オフショア金融センター
オフショアの金融センターの代表的な存在といえるのがマン島です。
マン島といっても大体の場所すらわからない人が多いと思いますが、マン島とは、イギリス諸島のちょうど真ん中あたりに位置しているところです。
1000年以上も続いている政治的な治安のいい所で、内政に関しても独立している“自治権”というものをもっているところとして有名です。マン島レースの開かれている場所と聞けばなんとなく思い出す人もいるのはないでしょうか。

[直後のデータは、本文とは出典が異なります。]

//! Execution engine for converge
//!
//! The engine orchestrates:
//! 1. Planning - Resolve configuration and recorded state into changes
//! 2. Diffing - Show what each change does to each attribute
//! 3. Executing - Reconcile changes with parallelism and a progress bar

pub mod differ;
pub mod executor;
pub mod planner;

pub use differ::display_diff;
pub use executor::{BarProgress, PromptConfirm, print_problems, print_summary};
pub use planner::{build_destroy_plan, build_plan, refresh_state};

65以上のオフショア銀行が活動している、国際的な資産運用の中心地とされているのがこのマン島です。金融と産業とのバランスが良く、経済状況も非常に良い状態で成り立ってるところなのですね。
オフショア金融センターでおなじみなのが香港ではないでしょうか。香港政庁の自由本人主義を背景に、もともと自由貿易として貿易が盛んだったことから、オフショア金融センターとして発展したのは自然な流れではないでしょうか。
株式だとか債券などといったや資産の価格の上昇によって得る利益に関することや、源泉課税に関するものなどがないので、他の課税も低く抑えられているのです。
代表的なオフショア金融センターはマン島かもしれませんが、香港は世界でもトップレベルの銀行や証券会社が軒をつなれてもいます。オフショアを利用するために日本人が多く香港に訪れるようにもなっていますね。
そして日本になじみ深いオフショア金融センターと言えばシンガポールや香港ではないでしょうか。
マレーシアから分離・独立してから、経済発展の戦略の1つとして「金融センター化」をはかっているのです。
かつては「運用は香港」、「調達はシンガポール」というように呼ばれていたこともあり、資産運用に関しては法人税率が低く、海外で発生している“オフショア所得”というものに対して、原則、非課税としている香港で、そしてオフショア預金の金利が非課税となっていたシンガポールでは資金調達を・・・という傾向が強くありました。
ですが、今となっては、その資金調達では鉄板であったと思われるシンガポールでも、法人勢の引き下げなどによって、制度面での相違はほとんど見られなくなったので、昔のようにはいかなくなったということのようです。